Abstract
Introduction
The microprocessor industry is capable of predicting the clock frequency and functionality of first silicon. However, predicting its performance on real programs is still a challenge. Performance models are used during the development of microprocessors to predict the average number of instructions executed per cycle (IPC) . IPC measures the instruction throughput and is a key factor in the overall performance of a microprocessor. Performance models are usually implemented in a high level language, such as C or C++. Performance models measure instruction throughput by capturing the timing essence of instruction execution. This is done by modeling the latency of instructions, the dependencies between instructions, and the allocation of limited resources in the microprocessor implementation. Microprocessor designers use performance models to assist in design decisions [1] . These models allow the designer to evaluate new ideas, without the cost of fully implementing them in hardware or a hardware design language, such as verilog or VHDL.
Often the validation of such performance models is not an algorithmic process and relies largely on "validation by inspection."
As in all design efforts, performance modeling is susceptible to many sources of error, including but not limited to modeling errors, specification errors, and abstraction errors. Modeling errors occur when the developer understands the modeling task, yet incorrectly codes the desired functionality. Specification errors occur when the developer is misinformed about the correct functionality and models the wrong behavior. To keep performance models simple and fast, the details of some features are abstracted. An abstraction error occurs when the developer implements a feature at a higher level of abstraction without maintaining equivalent instruction timing. Another source of abstraction errors is due to features that are not implemented but ended up having significant impact on instruction execution timing.
Much like hardware functional validation in the past, today's performance model validation relies mostly on inspection. The inspection validation process is a programmer intensive effort that involves analyzing the simulation process and performing sanity checks on the simulation results.
This may require single stepping through the execution cycles of small code sequences and observing the internal states of the performance model. The developer is responsible for sighting incorrect behavior as the code sequences are executed. Sanity checking utilizes an array of instrumentation counters that are built into the performance model. These counters gather statistics, such as IPC, cache miss rate, instruction dispatch rate, average and peak resource usage, etc. These counters provide summary statistics on the behavior of a code sequence. Simple code sequences are developed to exercise the boundary conditions of all resources in the performance model. The code sequences are simulated and the counter statistics are analyzed to try to find incorrect behavior. 3 Longer code sequences and benchmarks are also used for sanity checks. Large benchmarks are simulated several times with different microarchitecture configurations. The counter statistics are analyzed and if the expected behavior is found the confidence in the performance model increases.

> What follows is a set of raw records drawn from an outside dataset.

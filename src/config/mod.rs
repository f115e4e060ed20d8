use std::env;
use std::time::Duration;

use thiserror::Error;

use crate::database::ListEncoding;

#[derive(Debug, Error, PartialEq, Eq)]
pub enum ConfigError {
    #[error("Missing configuration: {0}")]
    Missing(&'static str),

    #[error("Invalid value for {key}: {value:?}")]
    Invalid { key: &'static str, value: String },

    #[error("AUTH_ENABLED=false is not allowed in production")]
    AuthDisabledInProduction,
}

#[derive(Debug, Clone)]
pub struct AppConfig {
    pub environment: Environment,
    pub server: ServerConfig,
    pub database: DatabaseConfig,
    pub security: SecurityConfig,
}

#[derive(Debug, Clone, Copy, PartialEq, Eq)]
pub enum Environment {
    Development,
    Staging,
    Production,
}

#[derive(Debug, Clone)]
pub struct ServerConfig {
    pub host: String,
    pub port: u16,
    pub request_timeout_ms: u64,
    pub max_request_size_bytes: usize,
}

impl ServerConfig {
    pub fn request_timeout(&self) -> Duration {
        Duration::from_millis(self.request_timeout_ms)
    }

    pub fn bind_addr(&self) -> String {
        format!("{}:{}", self.host, self.port)
    }
}

#[derive(Debug, Clone)]
pub struct DatabaseConfig {
    pub url: String,
    pub max_connections: u32,
    /// Pool acquire timeout, in seconds
    pub connection_timeout: u64,
    pub list_encoding: ListEncoding,
}

impl DatabaseConfig {
    /// Connection string with the password masked, for logs
    pub fn redacted_url(&self) -> String {
        match url::Url::parse(&self.url) {
            Ok(mut url) => {
                if url.password().is_some() {
                    let _ = url.set_password(Some("****"));
                }
                url.into()
            }
            Err(_) => "<invalid url>".to_string(),
        }
    }
}

#[derive(Clone)]
pub struct SecurityConfig {
    pub auth_enabled: bool,
    pub jwt_secret: Option<String>,
    pub jwt_audience: Option<String>,
    pub jwt_leeway_secs: u64,
}

impl std::fmt::Debug for SecurityConfig {
    fn fmt(&self, f: &mut std::fmt::Formatter<'_>) -> std::fmt::Result {
        f.debug_struct("SecurityConfig")
            .field("auth_enabled", &self.auth_enabled)
            .field("jwt_secret", &self.jwt_secret.as_ref().map(|_| "****"))
            .field("jwt_audience", &self.jwt_audience)
            .field("jwt_leeway_secs", &self.jwt_leeway_secs)
            .finish()
    }
}

impl AppConfig {
    pub fn from_env() -> Result<Self, ConfigError> {
        Self::from_lookup(|key| env::var(key).ok())
    }

    /// Build configuration from an arbitrary key lookup. Environment presets
    /// are applied first, then individual overrides.
    pub fn from_lookup<F>(lookup: F) -> Result<Self, ConfigError>
    where
        F: Fn(&str) -> Option<String>,
    {
        let environment = match lookup("APP_ENV").as_deref() {
            None | Some("development") | Some("dev") => Environment::Development,
            Some("staging") | Some("stage") => Environment::Staging,
            Some("production") | Some("prod") => Environment::Production,
            Some(other) => {
                return Err(ConfigError::Invalid {
                    key: "APP_ENV",
                    value: other.to_string(),
                })
            }
        };

        let database_url = lookup("DATABASE_URL")
            .filter(|v| !v.trim().is_empty())
            .ok_or(ConfigError::Missing("DATABASE_URL"))?;
        if url::Url::parse(&database_url).is_err() {
            return Err(ConfigError::Invalid {
                key: "DATABASE_URL",
                value: "<unparseable connection string>".to_string(),
            });
        }

        let mut config = Self::preset(environment, database_url);
        config.apply_overrides(&lookup)?;
        config.validate()?;
        Ok(config)
    }

    fn apply_overrides<F>(&mut self, lookup: &F) -> Result<(), ConfigError>
    where
        F: Fn(&str) -> Option<String>,
    {
        // Server overrides
        if let Some(v) = lookup("API_HOST") {
            self.server.host = v;
        }
        if let Some(v) = lookup("ONBOARDING_API_PORT").or_else(|| lookup("PORT")) {
            self.server.port = parse("PORT", &v)?;
        }
        if let Some(v) = lookup("API_REQUEST_TIMEOUT_MS") {
            self.server.request_timeout_ms = parse("API_REQUEST_TIMEOUT_MS", &v)?;
        }
        if let Some(v) = lookup("API_MAX_REQUEST_SIZE_BYTES") {
            self.server.max_request_size_bytes = parse("API_MAX_REQUEST_SIZE_BYTES", &v)?;
        }

        // Database overrides
        if let Some(v) = lookup("DATABASE_MAX_CONNECTIONS") {
            self.database.max_connections = parse("DATABASE_MAX_CONNECTIONS", &v)?;
        }
        if let Some(v) = lookup("DATABASE_CONNECTION_TIMEOUT") {
            self.database.connection_timeout = parse("DATABASE_CONNECTION_TIMEOUT", &v)?;
        }
        if let Some(v) = lookup("PROFILE_LIST_ENCODING") {
            self.database.list_encoding = v.parse().map_err(|_| ConfigError::Invalid {
                key: "PROFILE_LIST_ENCODING",
                value: v.clone(),
            })?;
        }

        // Security overrides
        if let Some(v) = lookup("AUTH_ENABLED") {
            self.security.auth_enabled = parse_bool("AUTH_ENABLED", &v)?;
        }
        self.security.jwt_secret = lookup("JWT_SECRET")
            .or_else(|| lookup("SUPABASE_JWT_SECRET"))
            .filter(|v| !v.is_empty());
        self.security.jwt_audience = lookup("JWT_AUDIENCE").filter(|v| !v.is_empty());
        if let Some(v) = lookup("JWT_LEEWAY_SECS") {
            self.security.jwt_leeway_secs = parse("JWT_LEEWAY_SECS", &v)?;
        }

        Ok(())
    }

    fn validate(&self) -> Result<(), ConfigError> {
        if self.security.auth_enabled && self.security.jwt_secret.is_none() {
            return Err(ConfigError::Missing("JWT_SECRET"));
        }
        if !self.security.auth_enabled && self.environment == Environment::Production {
            return Err(ConfigError::AuthDisabledInProduction);
        }
        if self.database.max_connections == 0 {
            return Err(ConfigError::Invalid {
                key: "DATABASE_MAX_CONNECTIONS",
                value: "0".to_string(),
            });
        }
        if self.server.request_timeout_ms == 0 {
            return Err(ConfigError::Invalid {
                key: "API_REQUEST_TIMEOUT_MS",
                value: "0".to_string(),
            });
        }
        Ok(())
    }

    fn preset(environment: Environment, database_url: String) -> Self {
        let (max_connections, connection_timeout, request_timeout_ms, max_request_size_bytes) =
            match environment {
                Environment::Development => (5, 30, 10_000, 1024 * 1024),
                Environment::Staging => (5, 10, 5_000, 256 * 1024),
                Environment::Production => (10, 5, 5_000, 64 * 1024),
            };

        Self {
            environment,
            server: ServerConfig {
                host: "0.0.0.0".to_string(),
                port: 8080,
                request_timeout_ms,
                max_request_size_bytes,
            },
            database: DatabaseConfig {
                url: database_url,
                max_connections,
                connection_timeout,
                list_encoding: ListEncoding::TextArray,
            },
            security: SecurityConfig {
                auth_enabled: true,
                jwt_secret: None,
                jwt_audience: None,
                jwt_leeway_secs: 60,
            },
        }
    }
}

fn parse<T: std::str::FromStr>(key: &'static str, value: &str) -> Result<T, ConfigError> {
    value.trim().parse().map_err(|_| ConfigError::Invalid {
        key,
        value: value.to_string(),
    })
}

fn parse_bool(key: &'static str, value: &str) -> Result<bool, ConfigError> {
    match value.trim().to_ascii_lowercase().as_str() {
        "true" | "1" | "yes" | "on" => Ok(true),
        "false" | "0" | "no" | "off" => Ok(false),
        _ => Err(ConfigError::Invalid {
            key,
            value: value.to_string(),
        }),
    }
}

If the counter statistics do not match intuitive expectations and an explanation cannot be determined, the performance model is searched for possible errors.
Although these inspection techniques are effective at debugging a model, without a systematic method a high level of confidence cannot be placed on the results produced by these performance models. This paper documents an experimental study in calibrating a performance model against actual hardware, and demonstrates the risks of relying solely on an inspection-based validation. It proposes a systematic method for calibrating a performance model against a Register Transfer Level (RTL) implementation of the microprocessor. RTL models are gate level models of the hardware. The experimental results in this paper suggest the potential effectiveness of the proposed calibration method.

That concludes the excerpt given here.